START Dataset extract

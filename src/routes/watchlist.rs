use axum::{
    extract::{OriginalUri, State},
    http::StatusCode,
    response::IntoResponse,
    Json,
};
use chrono::{DateTime, Utc};
use sea_orm::{
    ActiveModelTrait, ColumnTrait, ConnectionTrait, EntityTrait, PaginatorTrait, QueryFilter,
    QueryOrder, Select, Set,
};
use serde::{Deserialize, Serialize};
use utoipa::{IntoParams, ToSchema};

use crate::auth::AuthUser;
use crate::entities::{startup, watchlist_item};
use crate::error::AppError;
use crate::extract::{AppJson, AppPath, AppQuery};
use crate::pagination::{Page, PageQuery};
use crate::AppState;

const ALREADY_WATCHING: &str = "startup is already on your watchlist";

#[derive(Debug, Deserialize, IntoParams)]
#[into_params(parameter_in = Query)]
pub struct OwnedByStartupQuery {
    /// Only entries for this startup id
    #[serde(default)]
    #[param(required = false)]
    pub startup: Option<i32>,
}

#[derive(Debug, Serialize, Deserialize, ToSchema)]
pub struct WatchlistItemResponse {
    pub id: i32,
    /// Owner's user id
    pub user: i32,
    /// Watched startup id
    pub startup: i32,
    pub startup_name: String,
    pub created_at: DateTime<Utc>,
}

impl WatchlistItemResponse {
    fn new(item: watchlist_item::Model, startup_name: String) -> Self {
        Self {
            id: item.id,
            user: item.user_id,
            startup: item.startup_id,
            startup_name,
            created_at: item.created_at,
        }
    }
}

#[derive(Debug, Deserialize, ToSchema)]
pub struct WatchlistPayload {
    /// Startup id to watch
    startup: i32,
}

#[derive(Debug, Default, Deserialize, ToSchema)]
pub struct WatchlistPatch {
    #[serde(default)]
    startup: Option<i32>,
}

/// Startup referenced by a write; a missing startup is a bad request, not a 404.
pub(crate) async fn referenced_startup<C>(db: &C, id: i32) -> Result<startup::Model, AppError>
where
    C: ConnectionTrait,
{
    startup::Entity::find_by_id(id)
        .one(db)
        .await?
        .ok_or_else(|| AppError::InvalidRequest(format!("startup {} does not exist", id)))
}

/// Every watchlist query starts here: only the caller's own entries are visible.
fn owned_by(user: &AuthUser) -> Select<watchlist_item::Entity> {
    watchlist_item::Entity::find().filter(watchlist_item::Column::UserId.eq(user.id()))
}

async fn find_owned(
    state: &AppState,
    user: &AuthUser,
    id: i32,
) -> Result<(watchlist_item::Model, startup::Model), AppError> {
    owned_by(user)
        .filter(watchlist_item::Column::Id.eq(id))
        .find_also_related(startup::Entity)
        .one(&state.db)
        .await?
        .and_then(|(item, startup)| startup.map(|startup| (item, startup)))
        .ok_or_else(|| AppError::NotFound(format!("watchlist item {}", id)))
}

/// List the caller's watchlist, most recently added first
#[utoipa::path(
    get,
    path = "/watchlist/",
    params(OwnedByStartupQuery, PageQuery),
    responses(
        (
            status = 200,
            description = "One page of watchlist entries",
            body = Page<WatchlistItemResponse>
        ),
        (status = 401, description = "Missing or invalid API token")
    ),
    security(("bearer" = []))
)]
#[tracing::instrument(skip(state, uri, user), fields(user_id = user.id()))]
pub async fn list_watchlist(
    State(state): State<AppState>,
    user: AuthUser,
    OriginalUri(uri): OriginalUri,
    AppQuery(filter): AppQuery<OwnedByStartupQuery>,
    AppQuery(page): AppQuery<PageQuery>,
) -> Result<Json<Page<WatchlistItemResponse>>, AppError> {
    let mut select = owned_by(&user);
    if let Some(startup_id) = filter.startup {
        select = select.filter(watchlist_item::Column::StartupId.eq(startup_id));
    }

    let paginator = select
        .order_by_desc(watchlist_item::Column::CreatedAt)
        .order_by_desc(watchlist_item::Column::Id)
        .find_also_related(startup::Entity)
        .paginate(&state.db, state.page_size);
    let count = paginator.num_items().await?;
    let number = page.checked_number(state.page_size, count)?;
    let rows = paginator.fetch_page(number - 1).await?;

    let results = rows
        .into_iter()
        .map(|(item, startup)| {
            let name = startup.map(|s| s.name).unwrap_or_default();
            WatchlistItemResponse::new(item, name)
        })
        .collect();
    Ok(Json(Page::build(&uri, number, state.page_size, count, results)?))
}

/// Fetch one of the caller's watchlist entries
#[utoipa::path(
    get,
    path = "/watchlist/{id}/",
    params(("id" = i32, Path, description = "Watchlist entry id")),
    responses(
        (status = 200, description = "The entry", body = WatchlistItemResponse),
        (status = 401, description = "Missing or invalid API token"),
        (status = 404, description = "No such entry for this user")
    ),
    security(("bearer" = []))
)]
pub async fn get_watchlist_item(
    State(state): State<AppState>,
    user: AuthUser,
    AppPath(id): AppPath<i32>,
) -> Result<Json<WatchlistItemResponse>, AppError> {
    let (item, startup) = find_owned(&state, &user, id).await?;
    Ok(Json(WatchlistItemResponse::new(item, startup.name)))
}

/// Add a startup to the caller's watchlist
#[utoipa::path(
    post,
    path = "/watchlist/",
    request_body = WatchlistPayload,
    responses(
        (status = 201, description = "Entry created", body = WatchlistItemResponse),
        (status = 400, description = "Startup does not exist"),
        (status = 401, description = "Missing or invalid API token"),
        (status = 409, description = "Startup already on the watchlist")
    ),
    security(("bearer" = []))
)]
#[tracing::instrument(skip(state, user), fields(user_id = user.id()))]
pub async fn add_to_watchlist(
    State(state): State<AppState>,
    user: AuthUser,
    AppJson(payload): AppJson<WatchlistPayload>,
) -> Result<impl IntoResponse, AppError> {
    let startup = referenced_startup(&state.db, payload.startup).await?;

    let am = watchlist_item::ActiveModel {
        user_id: Set(user.id()),
        startup_id: Set(startup.id),
        created_at: Set(Utc::now()),
        ..Default::default()
    };
    let item = am
        .insert(&state.db)
        .await
        .map_err(|e| AppError::from_write(e, ALREADY_WATCHING))?;

    tracing::info!(startup_id = startup.id, "Added startup to watchlist");
    Ok((StatusCode::CREATED, Json(WatchlistItemResponse::new(item, startup.name))))
}

async fn change_startup(
    state: &AppState,
    user: &AuthUser,
    id: i32,
    startup_id: Option<i32>,
) -> Result<WatchlistItemResponse, AppError> {
    let (item, current) = find_owned(state, user, id).await?;
    let Some(startup_id) = startup_id else {
        return Ok(WatchlistItemResponse::new(item, current.name));
    };

    let startup = referenced_startup(&state.db, startup_id).await?;
    let mut am: watchlist_item::ActiveModel = item.into();
    am.startup_id = Set(startup.id);
    let item = am
        .update(&state.db)
        .await
        .map_err(|e| AppError::from_write(e, ALREADY_WATCHING))?;
    Ok(WatchlistItemResponse::new(item, startup.name))
}

/// Point one of the caller's watchlist entries at another startup
#[utoipa::path(
    put,
    path = "/watchlist/{id}/",
    params(("id" = i32, Path, description = "Watchlist entry id")),
    request_body = WatchlistPayload,
    responses(
        (status = 200, description = "Entry updated", body = WatchlistItemResponse),
        (status = 400, description = "Startup does not exist"),
        (status = 401, description = "Missing or invalid API token"),
        (status = 404, description = "No such entry for this user"),
        (status = 409, description = "Startup already on the watchlist")
    ),
    security(("bearer" = []))
)]
pub async fn replace_watchlist_item(
    State(state): State<AppState>,
    user: AuthUser,
    AppPath(id): AppPath<i32>,
    AppJson(payload): AppJson<WatchlistPayload>,
) -> Result<Json<WatchlistItemResponse>, AppError> {
    Ok(Json(change_startup(&state, &user, id, Some(payload.startup)).await?))
}

/// Partially update one of the caller's watchlist entries
#[utoipa::path(
    patch,
    path = "/watchlist/{id}/",
    params(("id" = i32, Path, description = "Watchlist entry id")),
    request_body = WatchlistPatch,
    responses(
        (status = 200, description = "Entry updated", body = WatchlistItemResponse),
        (status = 400, description = "Startup does not exist"),
        (status = 401, description = "Missing or invalid API token"),
        (status = 404, description = "No such entry for this user"),
        (status = 409, description = "Startup already on the watchlist")
    ),
    security(("bearer" = []))
)]
pub async fn update_watchlist_item(
    State(state): State<AppState>,
    user: AuthUser,
    AppPath(id): AppPath<i32>,
    AppJson(patch): AppJson<WatchlistPatch>,
) -> Result<Json<WatchlistItemResponse>, AppError> {
    Ok(Json(change_startup(&state, &user, id, patch.startup).await?))
}

/// Remove an entry from the caller's watchlist
#[utoipa::path(
    delete,
    path = "/watchlist/{id}/",
    params(("id" = i32, Path, description = "Watchlist entry id")),
    responses(
        (status = 204, description = "Entry removed"),
        (status = 401, description = "Missing or invalid API token"),
        (status = 404, description = "No such entry for this user")
    ),
    security(("bearer" = []))
)]
pub async fn remove_from_watchlist(
    State(state): State<AppState>,
    user: AuthUser,
    AppPath(id): AppPath<i32>,
) -> Result<StatusCode, AppError> {
    let result = watchlist_item::Entity::delete_many()
        .filter(watchlist_item::Column::Id.eq(id))
        .filter(watchlist_item::Column::UserId.eq(user.id()))
        .exec(&state.db)
        .await?;
    if result.rows_affected == 0 {
        return Err(AppError::NotFound(format!("watchlist item {}", id)));
    }
    Ok(StatusCode::NO_CONTENT)
}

END Dataset extract

## What you are asked to do
All lines in the entries above that include "results" should be found and copied.

## Answer space
    let results = rows
    Ok(Json(Page::build(&uri, number, state.page_size, count, results)?))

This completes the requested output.